Watch the video above to see how I shot these cityscape photos from the roof of the tallest building in Paris.
Everyone loves beautiful cityscape photos, but do you know how to take them so they look gorgeous?
When I was starting out in photography I thought the secret was to have a good camera and a tripod, but that is not it. Yes, you need a tripod to get the perfect shot with the perfect light, but the tripod is not the secret to getting a stunning cityscape photo.
The secret is easy to remember because it is all about light. You need to be in position and ready to go for the moment the perfect light happens. This is usually around 15 minutes after the sunsets. At this time, there is a very short window of opportunity when balancing occurs between the amount of light still in the sky and the amount of light on the ground. This is the time when the magic happens in photography.
Look at the photo above of a Paris cityscape. This is the perfect light. This window of opportunity is less than ten minutes, and sometimes just five minutes. I call this time “The Golden Minute” to remind me just how quickly the moment is gone. This is the time when the light in the sky has dimmed down, and the artificial lights of the city are visible. There is a perfect balancing point that you need to catch so you can get your perfect photo. Notice how you can still see the details on the buildings? This is what you want. If you wait any longer then the details on the buildings are gone. See the photo below:
This second photo of Paris and the Eiffel Tower illustrates what the city looks like when you wait longer to take your photos. Notice how the black tones are so prominent on the buildings? There is too much shadow in the photo and it does not look as nice as the first photo. This is called clipping the blacks, and the camera’s histogram would be bunched up on the left side. The photo still looks interesting and the lights stand out more than in the first photo, but I prefer the photo where the details in the shadows can still be seen.
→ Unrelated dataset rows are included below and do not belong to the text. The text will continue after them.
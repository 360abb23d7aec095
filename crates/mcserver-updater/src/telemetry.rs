// Copyright (c) 2025 SOLARE S.R.O.
//
// This file is part of FluxION.
//
// Licensed under the Creative Commons Attribution-NonCommercial-NoDerivatives 4.0 International
// (CC BY-NC-ND 4.0). You may use and share this file for non-commercial purposes only and you may not
// create derivatives. See <https://creativecommons.org/licenses/by-nc-nd/4.0/>.
//
// This software is provided "AS IS", without warranty of any kind.
//
// For commercial licensing, please contact: info@solare.cz

//! Structured lifecycle events for the orchestrator's logs

use serde::Serialize;

#[derive(Debug, Clone, Serialize)]
pub enum UpdateEvent {
    AlreadyUpToDate {
        version: String,
    },
    /// Manifest fetch or record read failed before a target was settled
    CheckFailed {
        requested: Option<String>,
        error: String,
    },
    UpdateStarted {
        from_version: Option<String>,
        to_version: String,
    },
    UpdateCompleted {
        from_version: Option<String>,
        to_version: String,
        bytes: u64,
        duration_ms: u64,
    },
    UpdateFailed {
        from_version: Option<String>,
        to_version: String,
        error: String,
    },
}

/// Emit `event` as one JSON log line.
///
/// Reporting never fails the update; a serialization problem is logged and
/// dropped.
pub fn report_event(event: &UpdateEvent) {
    match serde_json::to_string(event) {
        Ok(json) => tracing::info!(target: "mcserver_updater::event", "{json}"),
        Err(e) => tracing::warn!("Failed to serialize update event: {e}"),
    }
}

#[cfg(test)]
mod tests {
    use super::*;

    #[test]
    fn test_update_started_serialization() {
        let event = UpdateEvent::UpdateStarted {
            from_version: Some("1.20.3".to_string()),
            to_version: "1.20.4".to_string(),
        };

        let json = serde_json::to_string(&event).unwrap();
        assert!(json.contains("UpdateStarted"));
        assert!(json.contains("1.20.3"));
        assert!(json.contains("1.20.4"));
    }

    #[test]
    fn test_fresh_install_has_null_from_version() {
        let event = UpdateEvent::UpdateCompleted {
            from_version: None,
            to_version: "1.20.4".to_string(),
            bytes: 49_150_256,
            duration_ms: 1200,
        };

        let json = serde_json::to_string(&event).unwrap();
        assert!(json.contains("\"from_version\":null"));
        assert!(json.contains("49150256"));
    }

    #[test]
    fn test_check_failed_serialization() {
        let event = UpdateEvent::CheckFailed {
            requested: None,
            error: "network error while fetching version manifest: 503".to_string(),
        };

        let json = serde_json::to_string(&event).unwrap();
        assert!(json.contains("CheckFailed"));
        assert!(json.contains("\"requested\":null"));
        assert!(json.contains("503"));
    }

    #[test]
    fn test_report_event_does_not_panic() {
        report_event(&UpdateEvent::AlreadyUpToDate {
            version: "1.20.4".to_string(),
        });
    }
}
The perfect light comes just a half hour after sunset, right before blue hour when the the city and sky are evenly lit up. So here are my top tips for capturing amazing cityscape photos.
Photos, before the sun has set, are amazing as long as you are not blowing out the highlights. This photo was bracketed and converted into an HDR.
If you are in a tourist spot then the viewpoint is going to be crowded. Get to the photo location well before sunset so you will have an uninterrupted view. If you arrive late, then the selfie-stickers are going to be standing in front of you and you will lose out on your awesome cityscape skyline photo.
Get there early and set up your tripod in the right position. That way the tourists will know that this is your spot, and you will be able to get the best shot. That also means when the right moment comes, you won’t be able to change your position. So be sure to scout out as many similar locations as possible before the time comes.
Think about balance and symmetry from side to side. Place objects of equal visual weight on either side of the frame. Put the horizon line on the top third of the photo (the rule of thirds). Use your cell phone to help you choose the best composition.
Notice how the road on the left of the Paris cityscape photo (the first photo in this article) is balanced out with the road and building on the right? Notice how the Eiffel Tower is in the middle? This is balance and symmetry at its best and it is why this composition from the tallest building in Paris works so well.
The worst thing is to come home and find your images weren’t exposed correctly. Sometimes the automatic settings on your camera will work perfectly, but more often than not it’ll be wrong. The best thing you can do is to learn how to adjust your camera manually, or to use aperture priority and exposure compensation to get you image perfectly exposed.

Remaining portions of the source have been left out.